Motivation

Why I blamed myself for my original suicide (and why it wasn’t my fault)

“The amount of guilt cannot change the past, the amount of anxiety cannot change the future.” ~ Umar Ibn Al Khattab

I don’t remember the exact date the message arrived. It was from my son Julian and he had to talk to me. That sounded pretty serious. He really doesn’t have to talk to me.

His father was found dead earlier in the week. He hung his neck.

This news had little effect on Julian, but it hit me like a ton of bricks and I cried.

Our marriage

We met in a taxi 33 years ago. He was a driver and I was a drunk passenger. He was very handsome and frivolous. He took me home and we exchanged numbers and immediately started a relationship.

Within 6 months of dating, I found out that I was pregnant. I didn’t want to be an unmarried mother, so I got married and started living within a month. We both did a good job. I worked at a bank. He was an HVAC technician. Life was pretty good at first.

Then his work took us to another city. We moved and were the first person in our life to have no friends or family. I was 26 years old. Our marriage was okay, and we went well.

About six months after we moved to this new city, he started coming home later from work. One night it was until 2am. He always told me I had to work late. I believed in him. He was answering a lot of calls. I was at home a lot by myself.

A few months later, I decided to return to my hometown. He was to find a job there, but it wasn’t difficult. I didn’t want to be alone in this big city anymore, and I was just about to give birth. I wanted a family.

Life after moving

After returning to Japan, I stayed at my parents’ house and found my apartment within a month.

He found a job almost instantly and I delivered Julian two days after I got home. Life was going well.

About a year after living with the baby, things started to get worse. He was terribly “working late.” He went home by smelling alcohol around 2 or 3 in the morning. By the time Julian was 18 months old, I had plenty of time and asked him to leave. This wasn’t the life I wanted from my son.

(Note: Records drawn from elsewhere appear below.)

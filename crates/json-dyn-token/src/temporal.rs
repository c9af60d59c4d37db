//! String grammars for temporal values.
//!
//! | Kind | Grammar | Example |
//! |---|---|---|
//! | date | `YYYY-MM-DD` | `2023-04-09` |
//! | date-time | `YYYY-MM-DDThh:mm:ss[.f{1,9}]` | `2023-04-09T01:23:45` |
//! | offset date-time | RFC 3339 | `2023-04-09T01:23:45+01:00` |
//! | duration | `[-][d.]h{1,2}:mm[:ss[.f{1,9}]]` | `1.02:03:04.5` |
//!
//! Every `format_*` function produces text its `parse_*` counterpart accepts.

use time::format_description::well_known::Rfc3339;
use time::macros::format_description;
use time::{Date, Duration, OffsetDateTime, PrimitiveDateTime};

const SECONDS_PER_DAY: i64 = 86_400;

pub fn parse_date(s: &str) -> Option<Date> {
    Date::parse(s, format_description!("[year]-[month]-[day]")).ok()
}

pub fn parse_datetime(s: &str) -> Option<PrimitiveDateTime> {
    PrimitiveDateTime::parse(
        s,
        format_description!(
            "[year]-[month]-[day]T[hour]:[minute]:[second][optional [.[subsecond]]]"
        ),
    )
    .ok()
}

pub fn parse_datetime_offset(s: &str) -> Option<OffsetDateTime> {
    OffsetDateTime::parse(s, &Rfc3339).ok()
}

/// Parses a clock-style duration such as `00:02:23.453983` or `-3.04:05`.
pub fn parse_duration(s: &str) -> Option<Duration> {
    let (negative, rest) = match s.strip_prefix('-') {
        Some(rest) => (true, rest),
        None => (false, s),
    };
    let mut parts = rest.split(':');
    let head = parts.next()?;
    let minutes = parts.next()?;
    let seconds = parts.next();
    if parts.next().is_some() {
        return None;
    }

    let (days, hours) = match head.split_once('.') {
        Some((days, hours)) => (digits(days, 15)?, hours),
        None => (0, head),
    };
    let hours = digits(hours, 2).filter(|h| *h < 24)?;
    let minutes = digits(minutes, 2).filter(|m| *m < 60)?;
    let (seconds, nanos) = match seconds {
        Some(field) => {
            let (whole, fraction) = match field.split_once('.') {
                Some((whole, fraction)) => (whole, Some(fraction)),
                None => (field, None),
            };
            let whole = digits(whole, 2).filter(|s| *s < 60)?;
            let nanos = match fraction {
                Some(fraction) => fraction_nanos(fraction)?,
                None => 0,
            };
            (whole, nanos)
        }
        None => (0, 0),
    };

    let total = days
        .checked_mul(SECONDS_PER_DAY)?
        .checked_add(hours * 3_600 + minutes * 60 + seconds)?;
    let duration = Duration::new(total, nanos);
    Some(if negative { -duration } else { duration })
}

pub fn format_date(date: Date) -> Result<String, time::error::Format> {
    date.format(format_description!("[year]-[month]-[day]"))
}

pub fn format_datetime(datetime: PrimitiveDateTime) -> Result<String, time::error::Format> {
    if datetime.nanosecond() == 0 {
        datetime.format(format_description!(
            "[year]-[month]-[day]T[hour]:[minute]:[second]"
        ))
    } else {
        datetime.format(format_description!(
            "[year]-[month]-[day]T[hour]:[minute]:[second].[subsecond]"
        ))
    }
}

pub fn format_datetime_offset(datetime: OffsetDateTime) -> Result<String, time::error::Format> {
    datetime.format(&Rfc3339)
}

pub fn format_duration(duration: Duration) -> String {
    let mut out = String::new();
    if duration.is_negative() {
        out.push('-');
    }
    let duration = duration.abs();
    let total = duration.whole_seconds();
    let days = total / SECONDS_PER_DAY;
    if days > 0 {
        out.push_str(&format!("{days}."));
    }
    out.push_str(&format!(
        "{:02}:{:02}:{:02}",
        total / 3_600 % 24,
        total / 60 % 60,
        total % 60
    ));
    let nanos = duration.subsec_nanoseconds();
    if nanos != 0 {
        let fraction = format!("{nanos:09}");
        out.push('.');
        out.push_str(fraction.trim_end_matches('0'));
    }
    out
}

/// 1 to `max_len` ASCII digits.
fn digits(s: &str, max_len: usize) -> Option<i64> {
    if s.is_empty() || s.len() > max_len || !s.bytes().all(|b| b.is_ascii_digit()) {
        return None;
    }
    s.parse().ok()
}

/// 1 to 9 fractional digits, scaled to nanoseconds.
fn fraction_nanos(s: &str) -> Option<i32> {
    if s.is_empty() || s.len() > 9 || !s.bytes().all(|b| b.is_ascii_digit()) {
        return None;
    }
    let value: i32 = s.parse().ok()?;
    Some(value * 10_i32.pow(9 - s.len() as u32))
}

He moved and for the next six months my life was hell. He came drunk at night, forced me to have sex, threatened to take my baby away from me, and threatened to kill both of us. He threatened me almost every day. I stayed at my friend’s house for many nights just to feel at ease. The police were called many times.

He finally left the state and it was years ago that we contacted him again.

Divorce agreement

The day has come to apply for a divorce and put the entire nightmare of this marriage behind me. I applied for sole custody without allowing his visit. He was unstable, dangerous and violent, and I didn’t seize the opportunity with my son. The fact that he lived far enough was my blessing.

Also, there was no child support payment in the divorce agreement. I wanted to completely cut off my relationship with this guy. So I did just that.

12 years later

It was longer, maybe 13 or 14 years later, we received the package from him through his brother. Sent to Julian. A photo of a silver chain with a pendant of myself and St. Christopher.

It didn’t mean anything to Julian. He didn’t even know who this person was. I doubted his gesture. Was he trying to make amends? Did he probably want to prove that he changed and he wanted to start a relationship with his son?

I didn’t get an answer to any of those questions. After that, he never contacted me again.

When my son moved to college, he was only a few hours away from his father. He probably tried to meet his dad through his uncle, but his dad wasn’t interested and declined the offer.

And life simply continued.

From time to time, over the years, Julian’s uncle updated us with what his father was doing and how he was doing. Alcohol and depression seem to have been a major part of his life.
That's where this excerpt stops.